PC Blakelock murder trial: Why did the latest case fail?
- Published
Another trial has ended with no-one convicted over the brutal murder of PC Keith Blakelock in the Broadwater Farm riots in north London almost 30 years ago.
So why did the latest attempt fail?
The family of PC Keith Blakelock have been trying to seek justice which has eluded them since 6 October 1985 when he was so savagely cut down in Tottenham.
Beaten back by young men wielding an array of weapons, PC Blakelock fell and was attacked and sustained multiple injuries which proved fatal. He was stabbed 43 times.
The riots were an unmitigated policing disaster. They failed to act on intelligence, conduct inquiries within the rules, deploy officers appropriately, protect their own officers from serious harm and to secure the crime scene.
They were also an unmitigated catastrophe for the residents of Tottenham. It led to the stigmatising of more than 300 families as their young men were sent to custody or acquired criminal records for their part in the riots.
It is this that has meant to this day the community remains traumatised and is still desperately seeking to overcome the mark that hangs over this part of north London.
'Inconsistent' witness
The trial has been a long and arduous one for all involved. In the absence of any forensic evidence against 45-year-old Nicky Jacobs, a successful prosecution was always going to be a challenge.
Firstly it was not broadly fresh evidence. Two anonymous witnesses using the pseudonyms of "John Brown" and "Rhodes Levin" had previously not been seen as credible witnesses to mount a successful prosecution.
Both men were adults when they themselves were involved in the attack on PC Blakelock, while Mr Jacobs was a juvenile.
During the second investigation into the murder that concluded in 1994, these men were offered immunity from prosecution on the grounds they admitted kicking PC Blakelock whereas they claimed Mr Jacobs had stabbed him.
A third witness, a cousin of Mr Brown and known as "Q", was identified in 2009. He came to the Old Bailey and spun a yarn of what he saw which at times was fantastical.
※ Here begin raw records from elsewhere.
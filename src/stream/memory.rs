//! In-process stream with consumer-group semantics
//!
//! Mirrors the subset of Redis streams the engine relies on: new entries are
//! delivered once per group, stay pending for their consumer until acked, can
//! be re-read by that consumer and claimed by another after an idle period.

use async_trait::async_trait;
use parking_lot::Mutex;
use std::collections::{BTreeMap, HashMap, VecDeque};
use std::sync::Arc;
use std::time::Duration;
use tokio::sync::Notify;
use tokio::time::Instant;

use super::{message_fields, IntentSource, ReadCursor, StreamError, StreamMessage, StreamSink};

#[derive(Debug)]
struct PendingEntry {
    consumer: String,
    delivered_at: Instant,
}

#[derive(Debug, Default)]
struct GroupState {
    /// Sequence of the last entry handed out to the group
    last_delivered: u64,
    pending: BTreeMap<u64, PendingEntry>,
}

#[derive(Debug, Default)]
struct Inner {
    entries: VecDeque<(u64, StreamMessage)>,
    next_seq: u64,
    groups: HashMap<String, GroupState>,
}

impl Inner {
    fn message(&self, seq: u64) -> Option<&StreamMessage> {
        self.entries.iter().find(|(s, _)| *s == seq).map(|(_, m)| m)
    }
}

pub struct MemoryStream {
    name: String,
    maxlen: Option<usize>,
    inner: Mutex<Inner>,
    notify: Notify,
}

impl MemoryStream {
    pub fn new(name: impl Into<String>) -> Arc<Self> {
        Self::with_maxlen(name, None)
    }

    pub fn with_maxlen(name: impl Into<String>, maxlen: Option<usize>) -> Arc<Self> {
        Arc::new(Self {
            name: name.into(),
            maxlen,
            inner: Mutex::new(Inner {
                next_seq: 1,
                ..Inner::default()
            }),
            notify: Notify::new(),
        })
    }

    pub fn name(&self) -> &str {
        &self.name
    }

    /// Append raw fields, returning the entry id
    pub fn push(&self, fields: &[(&str, String)]) -> String {
        let id = {
            let mut inner = self.inner.lock();
            let seq = inner.next_seq;
            inner.next_seq += 1;
            let id = format!("{seq}-0");
            let message = StreamMessage {
                id: id.clone(),
                fields: fields.iter().map(|(k, v)| (k.to_string(), v.clone())).collect(),
            };
            inner.entries.push_back((seq, message));
            if let Some(max) = self.maxlen {
                while inner.entries.len() > max {
                    inner.entries.pop_front();
                }
            }
            id
        };
        self.notify.notify_waiters();
        id
    }

    /// Every entry still held, oldest first
    pub fn entries(&self) -> Vec<StreamMessage> {
        self.inner.lock().entries.iter().map(|(_, m)| m.clone()).collect()
    }

    pub fn len(&self) -> usize {
        self.inner.lock().entries.len()
    }

    pub fn is_empty(&self) -> bool {
        self.len() == 0
    }

    /// Delivered but unacked entries of a group
    pub fn pending_count(&self, group: &str) -> usize {
        self.inner
            .lock()
            .groups
            .get(group)
            .map(|g| g.pending.len())
            .unwrap_or(0)
    }

    pub fn consumer(self: &Arc<Self>, group: impl Into<String>, consumer: impl Into<String>) -> MemoryIntentSource {
        MemoryIntentSource {
            stream: Arc::clone(self),
            group: group.into(),
            consumer: consumer.into(),
        }
    }

    fn take_new(&self, group: &str, consumer: &str, count: usize) -> Vec<StreamMessage> {
        let mut inner = self.inner.lock();
        let Inner { entries, groups, .. } = &mut *inner;
        let Some(state) = groups.get_mut(group) else {
            return Vec::new();
        };
        let now = Instant::now();
        let last = state.last_delivered;
        let mut out = Vec::new();
        for (seq, message) in entries.iter().filter(|(s, _)| *s > last).take(count) {
            state.last_delivered = *seq;
            state.pending.insert(
                *seq,
                PendingEntry {
                    consumer: consumer.to_string(),
                    delivered_at: now,
                },
            );
            out.push(message.clone());
        }
        out
    }

    fn take_pending(&self, group: &str, consumer: &str, count: usize) -> Vec<StreamMessage> {
        let inner = self.inner.lock();
        let Some(state) = inner.groups.get(group) else {
            return Vec::new();
        };
        state
            .pending
            .iter()
            .filter(|(_, p)| p.consumer == consumer)
            .filter_map(|(seq, _)| inner.message(*seq).cloned())
            .take(count)
            .collect()
    }

    fn claim(&self, group: &str, consumer: &str, min_idle: Duration, count: usize) -> Vec<StreamMessage> {
        let mut inner = self.inner.lock();
        let Inner { entries, groups, .. } = &mut *inner;
        let Some(state) = groups.get_mut(group) else {
            return Vec::new();
        };
        let now = Instant::now();
        let mut out = Vec::new();
        let mut trimmed = Vec::new();
        for (seq, pending) in state.pending.iter_mut() {
            if out.len() >= count {
                break;
            }
            if now.duration_since(pending.delivered_at) < min_idle {
                continue;
            }
            match entries.iter().find(|(s, _)| s == seq) {
                Some((_, message)) => {
                    pending.consumer = consumer.to_string();
                    pending.delivered_at = now;
                    out.push(message.clone());
                }
                None => trimmed.push(*seq),
            }
        }
        // Like XAUTOCLAIM, entries trimmed from the stream leave the pending list
        for seq in trimmed {
            state.pending.remove(&seq);
        }
        out
    }
}

#[async_trait]
impl StreamSink for MemoryStream {
    fn stream(&self) -> &str {
        &self.name
    }

    async fn append_stamped(&self, data: &str, timestamp: &str) -> Result<String, StreamError> {
        Ok(self.push(&message_fields(data, timestamp)))
    }
}

/// One consumer of a [`MemoryStream`] group
pub struct MemoryIntentSource {
    stream: Arc<MemoryStream>,
    group: String,
    consumer: String,
}

#[async_trait]
impl IntentSource for MemoryIntentSource {
    fn name(&self) -> &str {
        &self.consumer
    }

    async fn prepare(&self) -> Result<(), StreamError> {
        self.stream
            .inner
            .lock()
            .groups
            .entry(self.group.clone())
            .or_default();
        Ok(())
    }

    async fn read_batch(
        &self,
        cursor: ReadCursor,
        count: usize,
        block: Duration,
    ) -> Result<Vec<StreamMessage>, StreamError> {
        if cursor == ReadCursor::Pending {
            return Ok(self.stream.take_pending(&self.group, &self.consumer, count));
        }

        let deadline = Instant::now() + block;
        loop {
            // Registered before the check so an append in between is not missed
            let notified = self.stream.notify.notified();
            let batch = self.stream.take_new(&self.group, &self.consumer, count);
            if !batch.is_empty() {
                return Ok(batch);
            }
            if tokio::time::timeout_at(deadline, notified).await.is_err() {
                return Ok(Vec::new());
            }
        }
    }

    async fn claim_stale(&self, min_idle: Duration, count: usize) -> Result<Vec<StreamMessage>, StreamError> {
        Ok(self.stream.claim(&self.group, &self.consumer, min_idle, count))
    }

    async fn ack(&self, id: &str) -> Result<(), StreamError> {
        let seq = id
            .split('-')
            .next()
            .and_then(|s| s.parse::<u64>().ok())
            .ok_or_else(|| StreamError::Encode(format!("bad entry id {id}")))?;
        if let Some(state) = self.stream.inner.lock().groups.get_mut(&self.group) {
            state.pending.remove(&seq);
        }
        Ok(())
    }
}

#[cfg(test)]
mod tests {
    use super::*;

    const GROUP: &str = "trading:swap_event";

    #[tokio::test]
    async fn test_group_delivers_each_entry_once() {
        let stream = MemoryStream::new("swap_event");
        let a = stream.consumer(GROUP, "c:0");
        let b = stream.consumer(GROUP, "c:1");
        a.prepare().await.unwrap();
        b.prepare().await.unwrap();

        stream.append("one").await.unwrap();
        stream.append("two").await.unwrap();

        let first = a.read_batch(ReadCursor::New, 1, Duration::ZERO).await.unwrap();
        let second = b.read_batch(ReadCursor::New, 10, Duration::ZERO).await.unwrap();
        assert_eq!(first.len(), 1);
        assert_eq!(second.len(), 1);
        assert_ne!(first[0].id, second[0].id);
        assert_eq!(stream.pending_count(GROUP), 2);

        a.ack(&first[0].id).await.unwrap();
        assert_eq!(stream.pending_count(GROUP), 1);
    }

    #[tokio::test]
    async fn test_unacked_entries_replay_for_same_consumer() {
        let stream = MemoryStream::new("swap_event");
        let a = stream.consumer(GROUP, "c:0");
        a.prepare().await.unwrap();
        stream.append("one").await.unwrap();

        let read = a.read_batch(ReadCursor::New, 10, Duration::ZERO).await.unwrap();
        let replay = a.read_batch(ReadCursor::Pending, 10, Duration::ZERO).await.unwrap();
        assert_eq!(read, replay);

        let other = stream.consumer(GROUP, "c:1");
        assert!(other.read_batch(ReadCursor::Pending, 10, Duration::ZERO).await.unwrap().is_empty());
    }

    #[tokio::test(start_paused = true)]
    async fn test_idle_entries_can_be_claimed() {
        let stream = MemoryStream::new("swap_event");
        let dead = stream.consumer(GROUP, "c:0");
        let live = stream.consumer(GROUP, "c:1");
        dead.prepare().await.unwrap();
        stream.append("one").await.unwrap();
        dead.read_batch(ReadCursor::New, 10, Duration::ZERO).await.unwrap();

        assert!(live.claim_stale(Duration::from_secs(60), 10).await.unwrap().is_empty());
        tokio::time::advance(Duration::from_secs(61)).await;
        let claimed = live.claim_stale(Duration::from_secs(60), 10).await.unwrap();
        assert_eq!(claimed.len(), 1);
        assert_eq!(live.read_batch(ReadCursor::Pending, 10, Duration::ZERO).await.unwrap().len(), 1);
    }

    #[tokio::test]
    async fn test_blocking_read_wakes_on_append() {
        let stream = MemoryStream::new("swap_event");
        let reader = stream.consumer(GROUP, "c:0");
        reader.prepare().await.unwrap();

        let producer = Arc::clone(&stream);
        let handle = tokio::spawn(async move {
            tokio::time::sleep(Duration::from_millis(20)).await;
            producer.append("late").await.unwrap();
        });
        let batch = reader.read_batch(ReadCursor::New, 10, Duration::from_secs(5)).await.unwrap();
        assert_eq!(batch.len(), 1);
        handle.await.unwrap();
    }

    #[tokio::test]
    async fn test_maxlen_trims_oldest() {
        let stream = MemoryStream::with_maxlen("swap_event:result", Some(2));
        for i in 0..5 {
            stream.append(&i.to_string()).await.unwrap();
        }
        let data: Vec<String> = stream
            .entries()
            .iter()
            .map(|m| m.field("data").unwrap().to_string())
            .collect();
        assert_eq!(data, vec!["3", "4"]);
    }
}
He suggested he had seen two Rolls Royces on the estate the day before the riots - one silver and one gold - where black men had passed what looked like sawn-off shotguns from one Rolls to the other.
But he placed the murder scene on another part of the estate. His testimony sometimes mirrored that of his relative, although bizarrely he denied Mr Brown was his cousin.
Q was often incoherent and had serious lapses of memory. He has a long history of alcohol and drug abuse, which at times, listening to his evidence seemed to have impaired his rational bearing. He was a man who sounded like someone 20 years older or one who is seriously ill.
His certainty on one fact alone, that Mr Jacobs was guilty, defied the uncertainty and inconsistency on a whole raft of other facts.
He was also evidentially inconsistent with other key witnesses to the crime, in particular the police officers.
A very inconsistent fresh witness he turned out to be.
The fourth strand of evidence was a poem written by Mr Jacobs in 1988 while he was serving a sentence for affray arising out of the riots.
In it he appeared to admit his involvement in the crime but perhaps this was too ambiguous. It could have been the rantings of a mixed-up deluded young man who had clearly chosen the wrong path in life. An attempt at boasting, making himself bigger than he was perhaps?
The final evidence presented by the prosecution was a brief exchange of words with an arresting officer when Mr Jacobs was suspected of being involved in a burglary in 2000.
He was alleged to have said "you don't want to mess with me I did Keith Blakelock". Nevertheless, the officer failed to report this conversation to a senior officer at the time and only provided a statement 12 years after the event. Was this too inconclusive for the jury perhaps?
Listening to the evidence there was always a strong possibility that there would be some reasonable doubt with all or some of these evidential strands.
I suspect little or any of this will assuage or bring comfort to PC Blakelock's widow Elizabeth or his three sons Mark, Kevin and Lee.
The harsh reality is people will only be convicted on sound evidence and this jury - which often asked penetrating questions whilst they were hearing the evidence - was not convinced it was.
We must never forget this terrible deed, but we must also never forget the circumstances which led to it - a serious injury to mother Cherry Groce in Brixton which left her paralysed and then the death of Cynthia Jarrett when police, against their own rules, entered her home without warning.
The Met Police only "privately" apologised for the former serious injury in March this year. It has never apologised to the Jarrett family.
I was there that fateful night of the riots as I helped pull my future brother-in-law out from the midst of the conflagration.
There have surely been great strides made since then in building relations between police and community.
But the local borough commander in Haringey, Ch Supt Victor Olisa, told me "more still needs to be done to engage and maintain a constructive dialogue with the local community".
The media also has a responsibility to help remove the stigma from a community that current residents say no longer deserves it.
As for those that did murder PC Keith Blakelock, they must live with their conscience and before they meet their maker, they will have to reckon with what was on any scale an unjustified act of evil.